La misión es delicada, ciclópea. Pero solo intentándolo existe posibilidad de progreso. Tendiendo la mano a los funcionarios y sus representantes para colaborar en el propósito común de propiciar el mejor servicio público al ciudadano y el menos costoso. Que ambas partes asuman que las deficiencias han llegado al límite sienta una base común de la que partir. La coincidencia en el diagnóstico allana el camino.

Este asunto exige hablar sin miedo y con mucha franqueza. En una nación con unos índices de paro escandalosos y una volatilidad laboral altísima, los empleados públicos tienen garantizado el sustento hasta la jubilación. También se lo ganaron en una oposición. A los primeros que corresponde valorar este estatus es a los propios afectados. Pero eso nada tiene que ver con la naturaleza del debate que ahora corresponde abrir.

Remozar el entramado administrativo no significa cuestionar a los trabajadores, poner en duda su dedicación o compromiso, ni socavar sus derechos. Sí adecuar sus medios y actualizar su formación y sus funciones para acompasarlas a unos tiempos fulgurantes que exigen rapidez en las actuaciones y flexibilidad en las respuestas. También en eliminar ese lastre de interminables y farragosos vericuetos administrativos para conseguir un mismo fin.

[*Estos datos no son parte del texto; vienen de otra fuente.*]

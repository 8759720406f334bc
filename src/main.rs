use std::path::PathBuf;
use std::sync::Arc;

use anyhow::{bail, Context, Result};
use clap::{Parser, Subcommand};
use tokio_util::sync::CancellationToken;
use tracing_subscriber::EnvFilter;

use subsync::config::Config;
use subsync::sync::{
    CacheStore, ClashEngine, Engine, FileProfileStore, HttpSubscriptionSource, ModeController,
    NodeDirectory, ProfileStore, SelectionValidator, SingleFlightSynchronizer, TunnelMode, Verdict,
};

/// Keep a local Clash engine in sync with a panel subscription.
#[derive(Parser)]
#[command(name = "subsync", version, about)]
struct Cli {
    /// Config file (default: ~/.subsync/config.toml)
    #[arg(long, global = true)]
    config: Option<PathBuf>,

    #[command(subcommand)]
    command: Command,
}

#[derive(Subcommand)]
enum Command {
    /// Fetch the subscription and update the engine profile
    Sync,
    /// Show subscription, profile, mode and selected node
    Status,
    /// Switch between smart (rule) and global mode
    Mode {
        /// smart | global
        mode: TunnelMode,
    },
    /// Select a node by server name
    Select { server: String },
    /// Check the selected node and restore auto if it is gone
    Validate,
    /// List servers with their engine proxy and latency
    Nodes,
    /// Run a latency probe, then list servers
    Probe,
    /// List engine proxy groups
    Groups,
    /// Start the engine and resync periodically until Ctrl-C
    Run,
}

/// Wired-up components for one invocation.
struct App {
    config: Config,
    source: Arc<HttpSubscriptionSource>,
    engine: Arc<ClashEngine>,
    store: Arc<FileProfileStore>,
    cache: Arc<CacheStore>,
}

impl App {
    async fn open(config: Config) -> Result<Self> {
        let state_dir = config.state_dir();
        tokio::fs::create_dir_all(&state_dir)
            .await
            .with_context(|| format!("failed to create state dir {}", state_dir.display()))?;
        Ok(Self {
            source: Arc::new(HttpSubscriptionSource::new(&config.panel)?),
            engine: Arc::new(ClashEngine::new(config.engine.clone())?),
            store: Arc::new(FileProfileStore::open(&state_dir).await?),
            cache: Arc::new(CacheStore::open(state_dir).await?),
            config,
        })
    }

    fn synchronizer(&self) -> SingleFlightSynchronizer {
        SingleFlightSynchronizer::new(
            self.source.clone(),
            self.engine.clone(),
            self.store.clone(),
            self.cache.clone(),
            self.config.nodes.clone(),
        )
    }

    fn mode_controller(&self) -> ModeController {
        ModeController::new(
            self.engine.clone(),
            self.store.clone(),
            self.cache.clone(),
            self.config.nodes.clone(),
            self.config.engine.mode_settle(),
        )
    }

    fn directory(&self) -> NodeDirectory {
        NodeDirectory::new(
            self.source.clone(),
            self.engine.clone(),
            self.store.clone(),
            self.cache.clone(),
            self.config.nodes.clone(),
        )
    }

    fn validator(&self) -> SelectionValidator {
        SelectionValidator::new(
            self.source.clone(),
            self.engine.clone(),
            self.store.clone(),
            self.cache.clone(),
            self.config.nodes.clone(),
        )
    }
}

#[tokio::main]
async fn main() -> Result<()> {
    let cli = Cli::parse();

    tracing_subscriber::fmt()
        .with_env_filter(
            EnvFilter::try_from_default_env().unwrap_or_else(|_| EnvFilter::new("subsync=info")),
        )
        .with_writer(std::io::stderr)
        .init();

    let config = Config::load(cli.config.as_deref())?;
    let app = App::open(config).await?;

    match cli.command {
        Command::Sync => sync(&app).await,
        Command::Status => status(&app).await,
        Command::Mode { mode } => {
            let picked = app.mode_controller().switch_mode(mode).await?;
            match picked {
                Some(node) => println!("mode: {mode} (node: {node})"),
                None => println!("mode: {mode}"),
            }
            Ok(())
        }
        Command::Select { server } => {
            let proxy = app.directory().select_node(&server).await?;
            println!("selected: {proxy}");
            Ok(())
        }
        Command::Validate => {
            let verdict = app.validator().run().await;
            match verdict {
                Verdict::Valid => println!("selection is valid"),
                Verdict::Restored => println!("selection restored to {}", app.config.nodes.auto_node),
                Verdict::Skipped => println!("server catalog unavailable; check skipped"),
            }
            Ok(())
        }
        Command::Nodes => {
            let catalog = app.directory().catalog().await?;
            print_nodes(&catalog);
            Ok(())
        }
        Command::Probe => {
            let catalog = app.directory().probe().await?;
            print_nodes(&catalog);
            Ok(())
        }
        Command::Groups => groups(&app).await,
        Command::Run => run(app).await,
    }
}

async fn sync(app: &App) -> Result<()> {
    let report = app.synchronizer().synchronize_with_report().await;
    if !report.message.is_empty() {
        println!("{}", report.message);
    }
    if !report.success {
        bail!("synchronization failed (see log for details)");
    }
    Ok(())
}

async fn status(app: &App) -> Result<()> {
    match app.cache.descriptor() {
        Some(d) => {
            let plan = d.plan.as_ref().map_or("-", |p| p.name.as_str());
            println!("plan:      {plan}");
            println!(
                "traffic:   {} / {}",
                human_bytes(d.traffic_used()),
                human_bytes(d.transfer_enable)
            );
            match d.expires_at() {
                Some(at) => println!("expires:   {}", at.format("%Y-%m-%d")),
                None => println!("expires:   never"),
            }
        }
        None => println!("plan:      (not synchronized)"),
    }
    if let Some(snapshot) = app.cache.snapshot() {
        println!("fetched:   {}", snapshot.fetched_at);
    }
    match app.store.active().await? {
        Some(profile) => println!("profile:   {} ({})", profile.name, profile.id),
        None => println!("profile:   (none active)"),
    }

    let mode = app.cache.mode();
    println!("mode:      {mode}");
    match app.cache.current_node() {
        Some(node) => println!("node:      {} / {}", node.group, node.proxy),
        None => println!("node:      {}", app.config.nodes.auto_node),
    }
    if app.engine.is_running().await {
        let latency = app.directory().current_latency(mode).await;
        if latency > 0 {
            println!("engine:    running ({latency} ms)");
        } else {
            println!("engine:    running");
        }
    } else {
        println!("engine:    stopped");
    }
    Ok(())
}

async fn groups(app: &App) -> Result<()> {
    let names = app
        .engine
        .query_group_names(app.config.nodes.exclude_not_selectable)
        .await?;
    for name in names {
        let group = app.engine.query_group(&name).await?;
        println!("{:<24} {:<12} {}", group.name, group.group_type, group.now);
    }
    Ok(())
}

async fn run(app: App) -> Result<()> {
    let synchronizer = Arc::new(app.synchronizer());
    if !synchronizer.synchronize().await {
        tracing::warn!("initial synchronization failed; starting with the cached profile");
    }
    let Some(profile) = app.store.active().await? else {
        bail!("no active profile; run `subsync sync` once the panel is reachable");
    };

    app.engine.start(&app.store.config_path(profile.id)).await?;
    if let Err(e) = app.mode_controller().apply_saved_mode().await {
        tracing::warn!("failed to apply saved mode: {e}");
    }
    app.directory().refresh_current_node().await;

    let token = CancellationToken::new();
    let interval = std::time::Duration::from_secs(app.config.sync.interval_secs.max(60));
    let periodic = synchronizer.spawn_periodic(interval, token.clone());
    tracing::info!(interval_secs = interval.as_secs(), "subsync running; press Ctrl-C to stop");

    tokio::signal::ctrl_c()
        .await
        .context("failed to listen for Ctrl-C")?;
    token.cancel();
    let _ = periodic.await;
    app.engine.stop().await?;
    tracing::info!("stopped");
    Ok(())
}

fn print_nodes(catalog: &[subsync::sync::NodeEntry]) {
    for entry in catalog {
        let proxy = entry.proxy.as_deref().unwrap_or("-");
        let latency = entry
            .latency_ms
            .map_or_else(|| "-".to_string(), |ms| format!("{ms} ms"));
        println!("{:<24} {:<24} {latency}", entry.server.name, proxy);
    }
}

fn human_bytes(bytes: u64) -> String {
    const UNITS: [&str; 5] = ["B", "KB", "MB", "GB", "TB"];
    let mut value = bytes as f64;
    let mut unit = 0;
    while value >= 1024.0 && unit < UNITS.len() - 1 {
        value /= 1024.0;
        unit += 1;
    }
    if unit == 0 {
        format!("{bytes} B")
    } else {
        format!("{value:.2} {}", UNITS[unit])
    }
}
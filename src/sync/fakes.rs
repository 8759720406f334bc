//! In-memory collaborators for unit tests.

use std::collections::HashMap;
use std::path::Path;
use std::sync::atomic::{AtomicBool, AtomicUsize, Ordering};
use std::sync::Arc;

use anyhow::{bail, Result};
use async_trait::async_trait;
use parking_lot::Mutex;
use uuid::Uuid;

use super::engine::{Engine, ProxyGroupState, ProxyRuntimeState};
use super::fetcher::{PlanServer, ServerRecord, SubscriptionDescriptor, SubscriptionSource};
use super::mode::TunnelMode;
use super::profile::{FileProfileStore, Profile, ProfileStore, Selection};

pub(crate) fn group(name: &str, group_type: &str, now: &str, members: &[&str]) -> ProxyGroupState {
    ProxyGroupState {
        name: name.to_string(),
        group_type: group_type.to_string(),
        now: now.to_string(),
        proxies: members
            .iter()
            .map(|m| ProxyRuntimeState {
                name: m.to_string(),
                delay_ms: None,
                group: name.to_string(),
            })
            .collect(),
    }
}

pub(crate) fn server(id: i64, name: &str) -> ServerRecord {
    ServerRecord {
        id,
        name: name.to_string(),
        host: format!("{}.example.com", name.to_lowercase()),
        port: 443,
        cipher: None,
        protocol: Some("vmess".into()),
        tags: vec![],
    }
}

pub(crate) fn plan_server(id: i64, name: &str) -> PlanServer {
    PlanServer {
        id,
        name: name.to_string(),
        tags: vec![],
    }
}

pub(crate) fn descriptor(url: &str, plan_id: Option<i64>, group_id: Option<i64>) -> SubscriptionDescriptor {
    serde_json::from_value(serde_json::json!({
        "plan_id": plan_id,
        "token": "tok",
        "plan": plan_id.map(|id| serde_json::json!({"id": id, "name": "Pro", "group_id": group_id})),
        "subscribe_url": url,
    }))
    .expect("descriptor json")
}

// ── Engine ──────────────────────────────────────────────────────────

pub(crate) struct FakeEngine {
    running: AtomicBool,
    mode: Mutex<TunnelMode>,
    groups: Mutex<Vec<ProxyGroupState>>,
    patches: Mutex<Vec<(String, String)>>,
    fail_patches: AtomicBool,
    probes: AtomicUsize,
}

impl FakeEngine {
    pub(crate) fn running(groups: Vec<ProxyGroupState>) -> Self {
        Self {
            running: AtomicBool::new(true),
            mode: Mutex::new(TunnelMode::Smart),
            groups: Mutex::new(groups),
            patches: Mutex::new(Vec::new()),
            fail_patches: AtomicBool::new(false),
            probes: AtomicUsize::new(0),
        }
    }

    pub(crate) fn stopped(groups: Vec<ProxyGroupState>) -> Self {
        let engine = Self::running(groups);
        engine.running.store(false, Ordering::SeqCst);
        engine
    }

    pub(crate) fn set_mode(&self, mode: TunnelMode) {
        *self.mode.lock() = mode;
    }

    pub(crate) fn mode(&self) -> TunnelMode {
        *self.mode.lock()
    }

    pub(crate) fn now_of(&self, group: &str) -> Option<String> {
        self.groups
            .lock()
            .iter()
            .find(|g| g.name == group)
            .map(|g| g.now.clone())
    }

    pub(crate) fn set_delay(&self, group: &str, proxy: &str, delay: Option<u32>) {
        let mut groups = self.groups.lock();
        if let Some(p) = groups
            .iter_mut()
            .filter(|g| g.name == group)
            .flat_map(|g| g.proxies.iter_mut())
            .find(|p| p.name == proxy)
        {
            p.delay_ms = delay;
        }
    }

    /// Selector patches in call order.
    pub(crate) fn patches(&self) -> Vec<(String, String)> {
        self.patches.lock().clone()
    }

    pub(crate) fn probes(&self) -> usize {
        self.probes.load(Ordering::SeqCst)
    }

    pub(crate) fn fail_patches(&self, fail: bool) {
        self.fail_patches.store(fail, Ordering::SeqCst);
    }
}

#[async_trait]
impl Engine for FakeEngine {
    async fn is_running(&self) -> bool {
        self.running.load(Ordering::SeqCst)
    }

    async fn query_group_names(&self, exclude_not_selectable: bool) -> Result<Vec<String>> {
        if !self.running.load(Ordering::SeqCst) {
            bail!("engine is not running");
        }
        Ok(self
            .groups
            .lock()
            .iter()
            .filter(|g| !exclude_not_selectable || g.is_selectable())
            .map(|g| g.name.clone())
            .collect())
    }

    async fn query_group(&self, name: &str) -> Result<ProxyGroupState> {
        if !self.running.load(Ordering::SeqCst) {
            bail!("engine is not running");
        }
        match self.groups.lock().iter().find(|g| g.name == name) {
            Some(g) => Ok(g.clone()),
            None => bail!("proxy group '{name}' not found"),
        }
    }

    async fn patch_selector(&self, group: &str, proxy: &str) -> Result<()> {
        if self.fail_patches.load(Ordering::SeqCst) {
            bail!("engine rejected patch");
        }
        let mut groups = self.groups.lock();
        let Some(g) = groups.iter_mut().find(|g| g.name == group) else {
            bail!("proxy group '{group}' not found");
        };
        if !g.proxies.iter().any(|p| p.name == proxy) {
            bail!("proxy '{proxy}' not in group '{group}'");
        }
        g.now = proxy.to_string();
        self.patches.lock().push((group.to_string(), proxy.to_string()));
        Ok(())
    }

    async fn health_check(&self, group: &str) -> Result<HashMap<String, u32>> {
        self.probes.fetch_add(1, Ordering::SeqCst);
        let groups = self.groups.lock();
        let Some(g) = groups.iter().find(|g| g.name == group) else {
            bail!("proxy group '{group}' not found");
        };
        Ok(g.proxies
            .iter()
            .filter_map(|p| p.delay_ms.map(|d| (p.name.clone(), d)))
            .collect())
    }

    async fn query_mode(&self) -> Result<TunnelMode> {
        Ok(*self.mode.lock())
    }

    async fn patch_mode(&self, mode: TunnelMode) -> Result<()> {
        if self.fail_patches.load(Ordering::SeqCst) {
            bail!("engine rejected mode switch");
        }
        *self.mode.lock() = mode;
        Ok(())
    }

    async fn start(&self, _profile_config: &Path) -> Result<()> {
        self.running.store(true, Ordering::SeqCst);
        Ok(())
    }

    async fn stop(&self) -> Result<()> {
        self.running.store(false, Ordering::SeqCst);
        Ok(())
    }
}

// ── Panel ───────────────────────────────────────────────────────────

#[derive(Default)]
pub(crate) struct FakeSource {
    pub descriptor: Mutex<Option<SubscriptionDescriptor>>,
    pub config_text: Mutex<Option<String>>,
    pub servers: Mutex<Option<Vec<ServerRecord>>>,
    pub plan_servers: Mutex<Option<Vec<PlanServer>>>,
    /// When set, `fetch_descriptor` waits for a notification first.
    pub gate: Mutex<Option<Arc<tokio::sync::Notify>>>,
    pub descriptor_calls: AtomicUsize,
}

#[async_trait]
impl SubscriptionSource for FakeSource {
    async fn fetch_descriptor(&self) -> Result<SubscriptionDescriptor> {
        self.descriptor_calls.fetch_add(1, Ordering::SeqCst);
        let gate = self.gate.lock().clone();
        if let Some(gate) = gate {
            gate.notified().await;
        }
        match self.descriptor.lock().clone() {
            Some(d) => Ok(d),
            None => bail!("request timed out: user/getSubscribe"),
        }
    }

    async fn fetch_config_text(&self, url: &str) -> Result<String> {
        match self.config_text.lock().clone() {
            Some(text) => Ok(text),
            None => bail!("failed to connect: {url}"),
        }
    }

    async fn fetch_servers(&self) -> Result<Vec<ServerRecord>> {
        match self.servers.lock().clone() {
            Some(servers) => Ok(servers),
            None => bail!("failed to connect: user/server/fetch"),
        }
    }

    async fn fetch_plan_servers(&self, _group_id: i64) -> Result<Vec<PlanServer>> {
        match self.plan_servers.lock().clone() {
            Some(servers) => Ok(servers),
            None => bail!("failed to connect: user/server/fetchByGroup"),
        }
    }
}

// ── Profile store ───────────────────────────────────────────────────

/// File store that counts import/update calls.
pub(crate) struct CountingStore {
    inner: FileProfileStore,
    pub imports: AtomicUsize,
    pub updates: AtomicUsize,
}

impl CountingStore {
    pub(crate) async fn open(dir: &Path) -> Self {
        Self {
            inner: FileProfileStore::open(dir).await.expect("profile store"),
            imports: AtomicUsize::new(0),
            updates: AtomicUsize::new(0),
        }
    }

    pub(crate) fn writes(&self) -> usize {
        self.imports.load(Ordering::SeqCst) + self.updates.load(Ordering::SeqCst)
    }
}

#[async_trait]
impl ProfileStore for CountingStore {
    async fn find_by_source(&self, source: &str) -> Result<Option<Profile>> {
        self.inner.find_by_source(source).await
    }
    async fn create(&self, name: &str, source: &str) -> Result<Profile> {
        self.inner.create(name, source).await
    }
    async fn import(&self, id: Uuid, config_text: &str) -> Result<()> {
        self.imports.fetch_add(1, Ordering::SeqCst);
        self.inner.import(id, config_text).await
    }
    async fn update(&self, id: Uuid, config_text: &str) -> Result<()> {
        self.updates.fetch_add(1, Ordering::SeqCst);
        self.inner.update(id, config_text).await
    }
    async fn set_active(&self, id: Uuid) -> Result<()> {
        self.inner.set_active(id).await
    }
    async fn active(&self) -> Result<Option<Profile>> {
        self.inner.active().await
    }
    async fn set_selection(&self, selection: &Selection) -> Result<()> {
        self.inner.set_selection(selection).await
    }
    async fn selections(&self, profile_id: Uuid) -> Result<Vec<Selection>> {
        self.inner.selections(profile_id).await
    }
}
/// Failure classes surfaced by a synchronization cycle.
///
/// Internal helpers propagate `anyhow::Error`; the orchestrator classifies the
/// failure into one of these before logging or reporting it.
#[derive(Debug, thiserror::Error)]
pub enum SyncError {
    #[error("network failure: {0}")]
    Network(String),

    #[error("panel API error: {0}")]
    Api(String),

    #[error("no active subscription")]
    NoSubscription,

    #[error("profile store rejected {operation}: {reason}")]
    ProfileStore { operation: &'static str, reason: String },

    #[error("engine call failed: {0}")]
    Engine(String),

    #[error("cache write failed: {0}")]
    Cache(String),
}

impl SyncError {
    /// True for fetch failures that are expected to clear on a later trigger.
    pub fn is_transient(&self) -> bool {
        matches!(self, Self::Network(_))
    }

    /// Classify a fetch failure: panel-reported errors stay `Api`, anything
    /// else is treated as a transport failure.
    pub fn from_fetch(e: &anyhow::Error) -> Self {
        match e.downcast_ref::<Self>() {
            Some(Self::Api(reason)) => Self::Api(reason.clone()),
            _ => Self::Network(format!("{e:#}")),
        }
    }
}
impl HttpSubscriptionSource {
    /// Uses a direct (no-proxy) client, since the panel must be reachable
    /// before the tunnel is up.
    pub fn new(config: &PanelConfig) -> Result<Self> {
        Self::with_timeouts(config, config.request_timeout(), config.connect_timeout())
    }

    fn with_timeouts(config: &PanelConfig, timeout: Duration, connect: Duration) -> Result<Self> {
        let client = reqwest::Client::builder()
            .no_proxy()
            .timeout(timeout)
            .connect_timeout(connect)
            .build()
            .context("failed to build panel HTTP client")?;
        Ok(Self {
            base_url: config.api_base_url.trim_end_matches('/').to_string(),
            auth_token: config.auth_token.clone(),
            user_agent: config.user_agent.clone(),
            client,
        })
    }

    fn endpoint(&self, path: &str) -> String {
        format!("{}/{}", self.base_url, path.trim_start_matches('/'))
    }

    async fn get_api<T: serde::de::DeserializeOwned>(
        &self,
        path: &str,
        query: &[(&str, String)],
    ) -> Result<T> {
        if self.base_url.is_empty() {
            bail!("panel api_base_url is not configured");
        }
        let url = self.endpoint(path);
        let mut req = self.client.get(&url).query(query);
        if let Some(token) = &self.auth_token {
            req = req.header(reqwest::header::AUTHORIZATION, token);
        }
        let resp = req.send().await.map_err(|e| describe_send_error(&url, e))?;
        let status = resp.status();
        let body = resp
            .text()
            .await
            .with_context(|| format!("failed to read panel response body: {url}"))?;
        // The panel reports business failures with a JSON body even on 4xx.
        match serde_json::from_str::<ApiEnvelope<T>>(&body) {
            Ok(envelope) => envelope.into_result(),
            Err(_) if !status.is_success() => bail!("panel returned HTTP {status}: {url}"),
            Err(e) => Err(anyhow::anyhow!("malformed panel response from {url}: {e}")),
        }
    }
}

fn describe_send_error(url: &str, e: reqwest::Error) -> anyhow::Error {
    if e.is_timeout() {
        anyhow::anyhow!("request timed out: {url}")
    } else if e.is_connect() {
        anyhow::anyhow!("failed to connect: {url}: {e}")
    } else {
        anyhow::anyhow!("request failed: {url}: {e}")
    }
}

#[async_trait]
impl SubscriptionSource for HttpSubscriptionSource {
    async fn fetch_descriptor(&self) -> Result<SubscriptionDescriptor> {
        self.get_api("user/getSubscribe", &[]).await
    }

    async fn fetch_config_text(&self, url: &str) -> Result<String> {
        let resp = self
            .client
            .get(url)
            .header(reqwest::header::USER_AGENT, &self.user_agent)
            .send()
            .await
            .map_err(|e| describe_send_error(url, e))?;

        let status = resp.status();
        if status == reqwest::StatusCode::FORBIDDEN {
            bail!("subscription returned 403 Forbidden: {url}");
        }
        if !status.is_success() {
            bail!("subscription returned HTTP {status}: {url}");
        }

        let content = resp
            .text()
            .await
            .context("failed to read subscription response body")?;
        if content.is_empty() {
            bail!("subscription returned an empty body: {url}");
        }
        Ok(content)
    }

    async fn fetch_servers(&self) -> Result<Vec<ServerRecord>> {
        self.get_api("user/server/fetch", &[]).await
    }

    async fn fetch_plan_servers(&self, group_id: i64) -> Result<Vec<PlanServer>> {
        self.get_api("user/server/fetchByGroup", &[("group_id", group_id.to_string())])
            .await
    }
}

Gran parte de las actuales plantillas, configuradas en la década de los años 80 del pasado siglo, en plena construcción del Estado autonómico, se jubilará en menos de diez años. El aluvión de bajas podría verse como una amenaza para las administraciones, que perderán experiencia y músculo, pero también como una ocasión seguramente irrepetible para abordar, de una vez por todas, las reformas tantas veces anunciadas como de inmediato arrumbadas en el cajón de los proyectos políticos que todavía pueden esperar.

Las nuevas tecnologías abren paso a un nuevo paradigma a una velocidad meteórica en todos los sectores y los servicios públicos necesitan abordar con igual celeridad el desafío digital por pura pervivencia. La calidad de la función pública ya no se mide por el número de funcionarios sino por su capacitación y la eficiencia de su servicio.

Eliminar trámites, descentralizar la atención, garantizar la permeabilidad entre departamentos para adaptarse a demandas cambiantes constituyen los fundamentos de una clase funcionarial ágil y operativa, del siglo XXI. La piedra angular que la mantenga en pie y le dé sentido no puede ser otra que el mérito. La inercia de la politización lo arrinconó escandalosamente en favor de la sumisión y el servilismo durante décadas. Expedientes anclados, licencias perezosas, plazos inexplicables, requisitos demenciales… Para acabar con cientos de historias atípicas e insólitas de papeleo, para servir a todos en plenitud, la Administración también necesita contar con los mejores. Cualquier propósito regenerador que lo obvie está llamado de antemano a terminar en un fiasco.